従つて、叙上のごとく、現に、長沼事件の支援活動も行つている青法協の会員であり、しかも青法協に所属する裁判官グループの機関誌である「篝火」の編集責任者でもあつた有力会員であり、さらに青法協札幌支部における会員の先輩として指導的役割を果たしている福島重雄裁判官が、自衛隊基地設置のための保安林解除処分の適否が争われている、国政に重大な関係を有し、しかも民法協及び青法協の有力メンバーである彦坂敏尚弁護士等が原告代理人として、自衛隊の違憲を主張し、これを立証せんとして活溌にいわゆる法廷闘争を行つている長沼事件について、裁判長として関与することは、叙上の客観的事情に照らし、「裁判ノ公正ヲ妨グベキ事情アル」ものといわざるを得ない。

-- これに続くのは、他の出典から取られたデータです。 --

//! API request/response models for pool inventory.
//!
//! Access tokens are provider credentials; they are accepted on import and
//! never echoed back in any response.

use crate::db::models::numbers::{NumberCreateDBRequest, NumberDBResponse, NumberStatus};
use crate::engine::admin::ImportOutcome;
use crate::types::NumberId;
use chrono::{DateTime, Utc};
use serde::{Deserialize, Serialize};

#[derive(Debug, Clone, Deserialize)]
pub struct NumberImportEntry {
    pub phone: String,
    pub access_token: String,
}

impl From<&NumberImportEntry> for NumberCreateDBRequest {
    fn from(entry: &NumberImportEntry) -> Self {
        Self {
            phone: entry.phone.clone(),
            access_token: entry.access_token.clone(),
        }
    }
}

#[derive(Debug, Clone, Deserialize)]
pub struct NumbersImport {
    pub admin_external_id: String,
    pub numbers: Vec<NumberImportEntry>,
}

#[derive(Debug, Clone, Serialize, Deserialize)]
pub struct NumberResponse {
    pub id: NumberId,
    pub phone: String,
    pub status: NumberStatus,
    pub created_at: DateTime<Utc>,
}

impl From<NumberDBResponse> for NumberResponse {
    fn from(number: NumberDBResponse) -> Self {
        Self {
            id: number.id,
            phone: number.phone,
            status: number.status,
            created_at: number.created_at,
        }
    }
}

#[derive(Debug, Clone, Serialize, Deserialize)]
pub struct NumbersImportResponse {
    pub imported: Vec<NumberResponse>,
    pub skipped: Vec<String>,
}

impl From<ImportOutcome> for NumbersImportResponse {
    fn from(outcome: ImportOutcome) -> Self {
        Self {
            imported: outcome.imported.into_iter().map(NumberResponse::from).collect(),
            skipped: outcome.skipped,
        }
    }
}

#[derive(Debug, Clone, Deserialize)]
pub struct RetireRequest {
    pub admin_external_id: String,
}

/// Query identity for admin GET endpoints
#[derive(Debug, Clone, Deserialize)]
pub struct AdminQuery {
    pub admin: String,
}
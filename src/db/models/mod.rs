//! Database record models matching table schemas.
//!
//! Struct definitions corresponding directly to database table rows. Models
//! derive `sqlx::FromRow` for query results and are distinct from the API
//! models in [`crate::api::models`], so storage and API representations can
//! evolve independently.

pub mod assignments;
pub mod credits;
pub mod numbers;
pub mod users;
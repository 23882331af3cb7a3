//! HTTP handlers for the lease lifecycle: allocate, fetch code, release.

use crate::{
    AppState,
    api::models::leases::{CodeRequest, CodeResponse, LeaseCreate, LeaseResponse, ReleaseResponse},
    engine,
    errors::Result,
    types::AssignmentId,
};
use axum::{
    extract::{Path, State},
    http::StatusCode,
    response::Json,
};

#[tracing::instrument(skip_all)]
pub async fn create_lease(
    State(state): State<AppState>,
    Json(data): Json<LeaseCreate>,
) -> Result<(StatusCode, Json<LeaseResponse>)> {
    let receipt =
        engine::allocation::allocate(&state.db, &data.user_external_id, data.handle.as_deref()).await?;
    Ok((StatusCode::CREATED, Json(LeaseResponse::from(receipt))))
}

#[tracing::instrument(skip_all, fields(assignment_id = assignment_id))]
pub async fn release_lease(
    State(state): State<AppState>,
    Path(assignment_id): Path<AssignmentId>,
) -> Result<Json<ReleaseResponse>> {
    let receipt = engine::release::release(&state.db, assignment_id).await?;
    Ok(Json(ReleaseResponse::from(receipt)))
}

#[tracing::instrument(skip_all, fields(assignment_id = assignment_id))]
pub async fn fetch_lease_code(
    State(state): State<AppState>,
    Path(assignment_id): Path<AssignmentId>,
    Json(data): Json<CodeRequest>,
) -> Result<Json<CodeResponse>> {
    let delivery = engine::delivery::fetch_code(
        &state.db,
        state.provider.as_ref(),
        &state.rate_limiter,
        assignment_id,
        &data.user_external_id,
    )
    .await?;
    Ok(Json(CodeResponse::from(delivery)))
}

三、しかして、福島重雄裁判官が裁判長たる御庁民事第一部裁判所は、長沼事件の昭和四十五年三月十三日の口頭弁論期日において、原告らが自衛隊の現状の憲法違反なることを立証するために申請した源田実証人を同年五月十五日訊問し、かつ、別紙(略)掲記の各文書を送付嘱託をする旨を決定した。被告は、自衛隊の現状は、政府の防衛基本方針に基づき国会に提案された関係法律及び予算の慎重審議による承認を得て逐次形成されてきたものであり、これらの決定行為は、流動する国際環境、科学技術の進歩及びわが国の国力、国情等を将来の展望をも含めて綜合的に判断し、かつ、憲法第九条の精神にのつとり、高度の政治的裁量により決定されたものであるから、昭和三十四年十二月十六日最高裁判所大法廷判決及び昭和三十五年六月八日最高裁判所大法廷判決の趣旨に従うならば、当然、自衛隊の現状の合憲なりや否やは、司法裁判所の審査になじまない性質のものであるのみならず、裁判に必然的に随伴する手続上の制約にかんがみても、司法裁判所が審査すべきものでない旨を主張し、原告の右証人申請を採用する必要のないことの意見を述べたのであるが、右の意見が採用されなかつたのか、前記証人調及び文書送付嘱託の決定がされたのである。かかる決定の当否はしばらく措くとして、かかる決定については、前述した青法協の安保廃棄及び自衛隊反対の活動方針に照らして、長沼事件の彦坂弁護士等の原告代理人らがいわゆる自衛隊論争を法廷に顕出せしめんとする意図に同調するものではないかとの疑いを招くおそれなしとしない。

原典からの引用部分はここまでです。